• Records for the exercise
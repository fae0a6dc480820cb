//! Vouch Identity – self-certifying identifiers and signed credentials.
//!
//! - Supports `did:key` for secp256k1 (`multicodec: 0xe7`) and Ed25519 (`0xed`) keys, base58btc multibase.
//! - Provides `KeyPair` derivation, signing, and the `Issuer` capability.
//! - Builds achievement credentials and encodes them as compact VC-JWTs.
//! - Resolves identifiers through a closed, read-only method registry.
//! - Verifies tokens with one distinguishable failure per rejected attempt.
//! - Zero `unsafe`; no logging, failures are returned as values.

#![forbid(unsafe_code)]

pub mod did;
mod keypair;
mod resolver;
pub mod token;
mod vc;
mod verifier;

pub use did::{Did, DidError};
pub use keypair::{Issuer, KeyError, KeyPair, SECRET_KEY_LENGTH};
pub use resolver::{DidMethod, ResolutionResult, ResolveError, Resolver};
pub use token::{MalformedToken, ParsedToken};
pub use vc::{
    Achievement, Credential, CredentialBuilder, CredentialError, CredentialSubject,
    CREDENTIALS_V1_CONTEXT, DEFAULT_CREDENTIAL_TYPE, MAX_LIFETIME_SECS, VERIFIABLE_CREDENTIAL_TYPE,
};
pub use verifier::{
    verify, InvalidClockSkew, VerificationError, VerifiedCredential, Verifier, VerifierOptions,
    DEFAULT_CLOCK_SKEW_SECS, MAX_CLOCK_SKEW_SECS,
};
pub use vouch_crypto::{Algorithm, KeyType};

• Exercise prompt
Show all lines in the entries above where the string "resolver" appears.

• Answer for this exercise
mod resolver;
pub use resolver::{DidMethod, ResolutionResult, ResolveError, Resolver};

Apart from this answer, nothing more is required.